Exploration of cell development pathways through high dimensional single cell analysis in trajectory space
By
Denis Dermadi,
Michael Bscheider,
Kristina Bjegovic,
Nicole H Lazarus,
Agata Szade,
Husein Hadeiba,
Eugene C Butcher
Posted 01 Jun 2018
bioRxiv DOI: 10.1101/336313
(published DOI: 10.1016/j.isci.2020.100842)
High-dimensional single cell profiling coupled with computational modeling is emerging as a powerful means to elucidate developmental sequences and define genetic programs directing cell lineages. Here we introduce tSpace, an algorithm based on the concept of “trajectory space”, in which cells are defined by their distance along nearest neighbor pathways to every other cell in a population. tSpace outputs a dense matrix of cell-to-cell distances that quantitatively reflect the extent of phenotypic change along developmental paths (developmental distances). Graphical mapping of cells in trajectory space allows unsupervised reconstruction and straightforward exploration of complex developmental sequences. tSpace is robust, scalable, and implements a global approach that attempts to preserve both local and distant relationships in developmental pathways.

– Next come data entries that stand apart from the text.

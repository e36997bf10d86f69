//! The migrator: applies pending migrations one transaction at a time.
//!
//! Progress is never held in memory. Every call re-reads the ledger row count
//! and treats it as the index of the first migration still to apply, so a
//! failed run can simply be repeated once the cause is fixed.

use crate::error::{MigrateError, MigrateResult};
use crate::ledger::{self, LedgerEntry, DEFAULT_TABLE_NAME, MAX_VERSION_LEN};
use crate::logger::{log_fields, MigrationLogger, StdoutLogger};
use crate::migration::Migration;
use serde::Serialize;
use std::collections::HashSet;
use std::sync::Arc;
use std::time::{Duration, Instant};
use tm_db::{Commands, Connection, Transaction};

/// One migration applied by a [`Migrator::migrate`] call.
#[derive(Debug, Clone, Serialize)]
pub struct AppliedMigration {
    pub id: usize,
    pub name: String,
    #[serde(serialize_with = "serialize_duration_ms")]
    pub duration: Duration,
}

fn serialize_duration_ms<S: serde::Serializer>(d: &Duration, s: S) -> Result<S::Ok, S::Error> {
    s.serialize_f64(d.as_secs_f64() * 1000.0)
}

/// Outcome of a successful [`Migrator::migrate`] call.
#[derive(Debug, Clone, Serialize)]
pub struct MigrationSummary {
    /// Ledger rows found before this run
    pub previously_applied: usize,
    /// Migrations applied by this run, in order
    pub applied: Vec<AppliedMigration>,
}

/// Applies an ordered migration list, recording progress in a ledger table.
///
/// Safe to reuse across calls, but two concurrent `migrate` calls against the
/// same ledger race on the starting index; serialize them externally.
pub struct Migrator {
    table_name: String,
    logger: Arc<dyn MigrationLogger>,
    migrations: Vec<Migration>,
    verify_history: bool,
}

/// Builder for [`Migrator`]. Setters apply in call order over the defaults.
pub struct MigratorBuilder {
    table_name: String,
    logger: Arc<dyn MigrationLogger>,
    migrations: Vec<Migration>,
    verify_history: bool,
}

impl Default for MigratorBuilder {
    fn default() -> Self {
        Self {
            table_name: DEFAULT_TABLE_NAME.to_string(),
            logger: Arc::new(StdoutLogger),
            migrations: Vec::new(),
            verify_history: true,
        }
    }
}

impl MigratorBuilder {
    /// Ledger table name (default `__migrations`).
    pub fn table_name(mut self, table_name: impl Into<String>) -> Self {
        self.table_name = table_name.into();
        self
    }

    /// Progress sink (default [`StdoutLogger`]).
    pub fn logger(mut self, logger: impl MigrationLogger + 'static) -> Self {
        self.logger = Arc::new(logger);
        self
    }

    /// Progress sink shared with the caller.
    pub fn shared_logger(mut self, logger: Arc<dyn MigrationLogger>) -> Self {
        self.logger = logger;
        self
    }

    /// Replace the migration list.
    pub fn migrations(mut self, migrations: impl IntoIterator<Item = Migration>) -> Self {
        self.migrations = migrations.into_iter().collect();
        self
    }

    /// Append one migration to the list.
    pub fn migration(mut self, migration: Migration) -> Self {
        self.migrations.push(migration);
        self
    }

    /// Check recorded ledger names against the list before migrating (default on).
    pub fn verify_history(mut self, verify: bool) -> Self {
        self.verify_history = verify;
        self
    }

    pub fn build(self) -> MigrateResult<Migrator> {
        if !ledger::is_valid_table_name(&self.table_name) {
            return Err(MigrateError::InvalidTableName {
                name: self.table_name,
            });
        }

        let mut seen = HashSet::new();
        for migration in &self.migrations {
            let name = migration.name();
            if name.trim().is_empty() {
                return Err(MigrateError::InvalidMigrationName {
                    name: name.to_string(),
                    reason: "name cannot be empty".to_string(),
                });
            }
            if name.chars().count() > MAX_VERSION_LEN {
                return Err(MigrateError::InvalidMigrationName {
                    name: name.to_string(),
                    reason: format!("name exceeds {MAX_VERSION_LEN} characters"),
                });
            }
            if !seen.insert(name) {
                return Err(MigrateError::DuplicateMigration {
                    name: name.to_string(),
                });
            }
        }

        Ok(Migrator {
            table_name: self.table_name,
            logger: self.logger,
            migrations: self.migrations,
            verify_history: self.verify_history,
        })
    }
}

impl Migrator {
    pub fn builder() -> MigratorBuilder {
        MigratorBuilder::default()
    }

    /// Migrator over `migrations` with every other option at its default.
    pub fn new(migrations: impl IntoIterator<Item = Migration>) -> MigrateResult<Self> {
        Self::builder().migrations(migrations).build()
    }

    pub fn table_name(&self) -> &str {
        &self.table_name
    }

    pub fn migrations(&self) -> &[Migration] {
        &self.migrations
    }

    /// Ensure the ledger table exists, then return its row count.
    ///
    /// The table creation auto-commits on its own; driver errors from either
    /// statement are returned unchanged.
    pub async fn count_applied(&self, conn: &dyn Commands) -> MigrateResult<usize> {
        ledger::ensure_table(conn, &self.table_name).await?;
        Ok(ledger::count_rows(conn, &self.table_name).await?)
    }

    /// Ledger count, rejected when it exceeds the known migration list.
    async fn checked_count(&self, conn: &dyn Commands) -> MigrateResult<usize> {
        let count = self.count_applied(conn).await?;
        if count > self.migrations.len() {
            return Err(MigrateError::TooManyApplied {
                applied: count,
                known: self.migrations.len(),
            });
        }
        Ok(count)
    }

    /// Every ledger row, ordered by id.
    pub async fn history(&self, conn: &dyn Commands) -> MigrateResult<Vec<LedgerEntry>> {
        ledger::ensure_table(conn, &self.table_name).await?;
        ledger::read_entries(conn, &self.table_name).await
    }

    /// Check that each ledger row names the migration at its position.
    pub async fn verify_history(&self, conn: &dyn Commands) -> MigrateResult<()> {
        let entries = self.history(conn).await?;
        self.check_history(&entries)
    }

    /// Reject a ledger longer than the list, or one whose rows name
    /// different migrations than the list holds at those positions.
    fn check_history(&self, entries: &[LedgerEntry]) -> MigrateResult<()> {
        let too_many = || MigrateError::TooManyApplied {
            applied: entries.len(),
            known: self.migrations.len(),
        };
        if entries.len() > self.migrations.len() {
            return Err(too_many());
        }
        for entry in entries {
            let expected = usize::try_from(entry.id)
                .ok()
                .and_then(|id| self.migrations.get(id))
                .ok_or_else(too_many)?;
            if expected.name() != entry.version {
                return Err(MigrateError::HistoryMismatch {
                    id: entry.id as usize,
                    recorded: entry.version.clone(),
                    expected: expected.name().to_string(),
                });
            }
        }
        Ok(())
    }

    /// Migrations not yet recorded in the ledger, in list order.
    ///
    /// Writes nothing beyond the idempotent ledger table creation.
    pub async fn pending(&self, conn: &dyn Commands) -> MigrateResult<&[Migration]> {
        let count = self.checked_count(conn).await?;
        Ok(&self.migrations[count..])
    }

    /// Apply every pending migration, each in its own transaction.
    ///
    /// Stops at the first failure; migrations committed before it stay
    /// applied and the rest are left for the next call.
    ///
    /// # Panics
    ///
    /// Panics if rolling back a failed migration's transaction fails, since
    /// the connection is then in an unknown state.
    pub async fn migrate(&self, conn: &dyn Connection) -> MigrateResult<MigrationSummary> {
        let count = if self.verify_history {
            let entries = self.history(conn.as_commands()).await?;
            self.check_history(&entries)?;
            entries.len()
        } else {
            self.checked_count(conn.as_commands()).await?
        };

        self.logger.log(
            "Running missing migrations...",
            &log_fields! { "missing" => self.migrations.len() - count },
        );

        let mut applied = Vec::with_capacity(self.migrations.len() - count);
        for (id, migration) in self.migrations.iter().enumerate().skip(count) {
            let duration = self.apply_one(conn, id, migration).await?;
            applied.push(AppliedMigration {
                id,
                name: migration.name().to_string(),
                duration,
            });
        }

        Ok(MigrationSummary {
            previously_applied: count,
            applied,
        })
    }

    async fn apply_one(
        &self,
        conn: &dyn Connection,
        id: usize,
        migration: &Migration,
    ) -> MigrateResult<Duration> {
        let name = migration.name();
        let tx = conn.begin().await.map_err(|source| MigrateError::Begin {
            id,
            name: name.to_string(),
            source,
        })?;

        self.logger.log(
            "applying migration",
            &log_fields! { "id" => id, "name" => name },
        );
        let start = Instant::now();

        let outcome = migration.run(tx.as_commands()).await;
        if let Err(source) = outcome {
            rollback_or_abort(tx, id, name).await;
            return Err(MigrateError::Migration {
                id,
                name: name.to_string(),
                source,
            });
        }

        let recorded = ledger::insert_row(tx.as_commands(), &self.table_name, id, name).await;
        if let Err(source) = recorded {
            rollback_or_abort(tx, id, name).await;
            return Err(MigrateError::RecordLedger {
                id,
                name: name.to_string(),
                source,
            });
        }

        tx.commit().await.map_err(|source| MigrateError::Commit {
            id,
            name: name.to_string(),
            source,
        })?;

        let took = start.elapsed();
        self.logger.log(
            "applied migration",
            &log_fields! { "id" => id, "name" => name, "took" => format!("{took:?}") },
        );
        Ok(took)
    }
}

/// Roll back a failed migration's transaction.
///
/// A failed rollback leaves the transaction in an unknown state; carrying on
/// could skip or double-apply work, so it aborts instead of returning.
async fn rollback_or_abort(tx: Box<dyn Transaction + '_>, id: usize, name: &str) {
    if let Err(e) = tx.rollback().await {
        panic!("migrator: rollback of migration {id} ({name}) failed: {e}");
    }
    log::debug!("Rolled back migration {id} ({name})");
}

#[cfg(test)]
#[path = "migrator_test.rs"]
mod tests;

Applied to high dimensional flow and mass cytometry data, the method faithfully reconstructs known pathways of thymic T cell development and provides novel insights into regulation of tonsillar B cell development and trafficking. Applied to single cell transcriptomic data, the method unfolds complex developmental sequences, recapitulates pathways leading from intestinal stem cells to specialized epithelial phenotypes more faithfully than existing algorithms, and reveals genetic programs that correlate with fate decisions. tSpace profiling of complex populations in high-dimensional trajectory space is well suited for hypothesis generation in developing cell systems.